The second bud is opening while the first flower is still on. This never happened for this particular plant. Hmmm it could either be too crowded or look just right. 
Paphiopedilum Wössner Favourite (hangianum x leucochilum) is my current favorite flower in bloom.
Very fragrant!!  You must log in to view large image.


----------



## Greenpaph (Oct 14, 2021)

Wow! Amazingly beautiful


----------



## Duck Slipper (Oct 14, 2021)

Very nice and excellent color.


----------



## Ozpaph (Oct 15, 2021)

the form looks outstanding


----------



## Happypaphy7 (Oct 15, 2021)

Greenpaph said:


> Wow! Amazingly beautiful


I love yellow flowers. Daffodils, Primrose, Sunflowers, armeniacum, Dancing Lady, pumpkin soup....Well, pretty much yellow anything. I probably have ten yellow shirts! just bought two pairs of the same yellow shoes in case one wear out fast and I have backup right away. lol


----------



## Happypaphy7 (Oct 15, 2021)

Duck Slipper said:


> Very nice and excellent color.


Thank you. Yellow makes me happy!


----------



## Happypaphy7 (Oct 15, 2021)

Ozpaph said:


> the form looks outstanding


I agree


----------



## NYEric (Oct 15, 2021)

Nice. It means the plant is becoming stronger.


----------



## Karp60 (Oct 15, 2021)

The yellow is really beautiful.


----------



## Happypaphy7 (Oct 15, 2021)

Eric

It has always been a good grower and bloomer for me in the last few years, only now it is growing in two directions with another new growth showing a sheath. It's already a little clump.


----------



## Happypaphy7 (Oct 15, 2021)

Karp60

Yes, but sadly it also means the end is near.
The flower starts out cream color like that on the second flower that is opening up in the photo.
The color gradually ripens but only in its final week, it is this deep golden yellow. I see a couple of brown spots on the side of the flower already. but I have enjoyed this flower for a few weeks now and the new flower is opening up.
One goes and another comes.


----------



## DrLeslieEe (Oct 15, 2021)

Looks like the brother of Mammoth!


----------



## OrchidAnna (Oct 15, 2021)

Very nice! Mine bloomed earlier this year and had no scent. Does it normally?


----------



## Happypaphy7 (Oct 15, 2021)

OrchidAnna said:


> Very nice! Mine bloomed earlier this year and had no scent. Does it normally?

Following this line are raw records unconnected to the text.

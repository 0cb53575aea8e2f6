pub mod artifacts;

pub use artifacts::ModelArtifacts;
pub use artifacts::{MOVIE_LIST_FILE, SIMILARITY_FILE};
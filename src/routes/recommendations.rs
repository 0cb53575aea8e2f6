use axum::{
    extract::{Query, State},
    Extension, Json,
};
use serde::Deserialize;
use std::sync::Arc;

use crate::{
    error::{AppError, AppResult},
    middleware::RequestId,
    models::Recommendation,
    routes::AppState,
};

#[derive(Debug, Deserialize)]
pub struct RecommendationQuery {
    pub title: Option<String>,
}

/// Handler for recommendations endpoint
///
/// An unknown title still answers 200, with empty lists and a message.
pub async fn recommend(
    State(state): State<Arc<AppState>>,
    Extension(request_id): Extension<RequestId>,
    Query(params): Query<RecommendationQuery>,
) -> AppResult<Json<Recommendation>> {
    let title = params
        .title
        .filter(|title| !title.trim().is_empty())
        .ok_or_else(|| {
            AppError::InvalidInput("Movie title is missing or empty".to_string())
        })?;

    tracing::info!(
        request_id = %request_id,
        title = %title,
        "Processing recommendation request"
    );

    let recommendation = state.recommender.recommend(&title).await?;

    Ok(Json(recommendation))
}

I only have two plants of this hybrid. 
Both of mine are fragrant although the flowers on this plant is significantly more fragrant than the other one, so I can only imagine that some might not have it at all. Leucochilum isn't fragrant. Or should I say rather stinky if at all? lol


----------



## GuRu (Oct 18, 2021)

Very nice, looks like a sun which is going down.


----------



## Happypaphy7 (Oct 21, 2021)

GuRu said:


> Very nice, looks like a sun which is going down.


Thank you. The sun did go down a couple of days ago. Now, the new smaller sun is up.


----------



## BrucherT (Oct 21, 2021)

Ok I admit this is absolutely stunning. Congratulations!!


----------



## Happypaphy7 (Oct 23, 2021)

BrucherT said:


> Ok I admit this is absolutely stunning. Congratulations!!


Hey, that's a lot coming from a species guy! hehe
Beauty has no boundaries, see?


----------



## Guldal (Oct 23, 2021)

Happypaphy7 said:


> Hey, that's a lot coming from a species guy! hehe
> Beauty has no boundaries, see?


We all have to bow in awe, when confronted with such overwhelming beauty!


----------



## NEslipper (Oct 23, 2021)

Not usually a fan of this line of breeding, but this is stunning! Congrats!


----------



## DrLeslieEe (Oct 25, 2021)

How’s the second bloom open like?


----------



## Happypaphy7 (Oct 25, 2021)

NEslipper said:


> Not usually a fan of this line of breeding, but this is stunning! Congrats!


Thank you!


----------



## Happypaphy7 (Oct 25, 2021)

DrLeslieEe said:


> How’s the second bloom open like?


A smaller version of the first, which is expected.


----------



## PhragNewbie021 (Oct 26, 2021)

Great color!


----------



## Happypaphy7 (Oct 30, 2021)

Thank you!


----------